Mutantes brasileiros
O Paraná registra a maior incidência do mundo de câncer supra-renal – um fenômeno que levou o oncologista brasileiro Raul Ribeiro, hoje no St. Jude’s Children Hospital, no Tenessee, EUA, a estudar as crianças da região. “A proteína delas funciona, mas tem uma pequena alteração que a torna mais instável e sensível a mudanças de pH”, diz Raul. Identificada a alteração, foi possível criar mais uma ferramenta para acompanhar as crianças das 25 famílias em que a doença já apareceu. Tratada em estágio inicial, as chances de cura são de 100%.
Corpo fechado
Existem mutantes que poderiam de fato entrar para os X-Men. “Descobrimos um sujeito que sofreu um acidente de carro e, pela gravidade do impacto, deveria estar com dezenas de ossos moídos. Mas não havia nada, nem uma fratura”, diz Richard Lifton, da Universidade de Yale. Descobriu-se que a família tem um metabolismo de cálcio anormal, que aumenta a densidade do esqueleto e elimina a perda óssea, mesmo na velhice. “De início, pensamos que isso acarretaria alta mortalidade na família, mas, ao contrário, eles vivem 90, 94 anos em média”, diz Lifton.A pesquisa da família pode revelar os mecanismos da perda óssea e trazer até remédios para a osteoporose.
Jovens velhos
Existem hoje no planeta 35 crianças com um corpo típico de uma pessoa de 70 ou 80 anos. Elas sofrem de progéria, ou “envelhecimento precoce”. Desde que a doença foi descrita, em 1886, a medicina só registrou uns 100 casos.
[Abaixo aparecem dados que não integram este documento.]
//! Field model and attribute type inference.
//!
//! A layer's fields are inferred once, when the layer is built, from every
//! feature's value for each property key. Inference is never re-run for an
//! existing layer.

use std::{collections::BTreeMap, fmt};

use itertools::Itertools;
use serde::{Deserialize, Serialize};

use crate::value::AttributeValue;

pub const OBJECT_ID_FIELD: &str = "OBJECTID";
pub const FID_FIELD: &str = "FID";

pub type Attributes = BTreeMap<String, AttributeValue>;

#[derive(Debug, Clone, Copy, Serialize, Deserialize, PartialEq, Eq, Hash)]
#[serde(rename_all = "kebab-case")]
pub enum FieldType {
    Integer,
    Double,
    String,
    ObjectId,
}

impl FieldType {
    /// Field types offered for classification.
    pub fn is_classifiable(&self) -> bool {
        matches!(
            self,
            FieldType::Integer | FieldType::Double | FieldType::String
        )
    }

    /// Maps an `esriFieldType*` name onto a field type. Geometry, blob, and
    /// raster columns have no attribute representation and yield `None`.
    pub fn from_esri(name: &str) -> Option<Self> {
        let trimmed = name.strip_prefix("esriFieldType").unwrap_or(name);
        match trimmed {
            "OID" => Some(FieldType::ObjectId),
            "SmallInteger" | "Integer" | "BigInteger" => Some(FieldType::Integer),
            "Single" | "Double" | "Date" => Some(FieldType::Double),
            "String" | "GUID" | "GlobalID" | "XML" => Some(FieldType::String),
            _ => None,
        }
    }

    pub fn as_str(&self) -> &'static str {
        match self {
            FieldType::Integer => "integer",
            FieldType::Double => "double",
            FieldType::String => "string",
            FieldType::ObjectId => "object-id",
        }
    }
}

impl fmt::Display for FieldType {
    fn fmt(&self, f: &mut fmt::Formatter<'_>) -> fmt::Result {
        f.write_str(self.as_str())
    }
}

#[derive(Debug, Clone, Serialize, Deserialize, PartialEq, Eq)]
pub struct Field {
    pub name: String,
    pub alias: String,
    #[serde(rename = "type")]
    pub field_type: FieldType,
}

impl Field {
    pub fn new(name: impl Into<String>, field_type: FieldType) -> Self {
        let name = name.into();
        Self {
            alias: name.clone(),
            name,
            field_type,
        }
    }

    pub fn with_alias(mut self, alias: impl Into<String>) -> Self {
        self.alias = alias.into();
        self
    }
}

#[derive(Debug, Clone, Default)]
struct TypeCandidate {
    observed: usize,
    non_numeric: usize,
    fractional: usize,
}

impl TypeCandidate {
    fn observe(&mut self, value: &AttributeValue) {
        match value {
            AttributeValue::Null => {}
            AttributeValue::Number(n) => {
                self.observed += 1;
                if n.fract() != 0.0 {
                    self.fractional += 1;
                }
            }
            _ => {
                self.observed += 1;
                self.non_numeric += 1;
            }
        }
    }

    fn decide(&self) -> FieldType {
        if self.observed == 0 || self.non_numeric > 0 {
            FieldType::String
        } else if self.fractional > 0 {
            FieldType::Double
        } else {
            FieldType::Integer
        }
    }
}

/// Infers the type of `field_name` across `features`.
///
/// Missing keys and nulls do not count as observations. A field with no
/// observations is a string field.
pub fn infer_type<'a>(
    field_name: &str,
    features: impl IntoIterator<Item = &'a Attributes>,
) -> FieldType {
    let mut candidate = TypeCandidate::default();
    for attributes in features {
        if let Some(value) = attributes.get(field_name) {
            candidate.observe(value);
        }
    }
    candidate.decide()
}

/// Builds the field set of an uploaded layer: `OBJECTID`, `FID`, then one
/// inferred field per property key in key order.
pub fn infer_fields(features: &[Attributes]) -> Vec<Field> {
    let mut fields = vec![
        Field::new(OBJECT_ID_FIELD, FieldType::ObjectId),
        Field::new(FID_FIELD, FieldType::Integer),
    ];
    let keys = features
        .iter()
        .flat_map(|attributes| attributes.keys())
        .filter(|key| !is_generated_field(key))
        .unique()
        .sorted()
        .cloned()
        .collect::<Vec<_>>();
    for key in keys {
        let field_type = infer_type(&key, features);
        fields.push(Field::new(key, field_type));
    }
    fields
}

pub fn is_generated_field(name: &str) -> bool {
    name == OBJECT_ID_FIELD || name == FID_FIELD
}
Elas ficam velhas entre 5 e 10 vezes mais rapidamente que nós e morrem por volta dos 13 ou 15 anos, com arteriosclerose ou enfarte. Tudo isso porque uma letra foi trocada no gene que codifica a laminina A, componente da membrana do núcleo das células. A descoberta foi feita há apenas dois anos, quando os genes dessas crianças foram comparados com o genoma humano. O avanço das pesquisas pode desvendar o que acontece quando envelhecemos.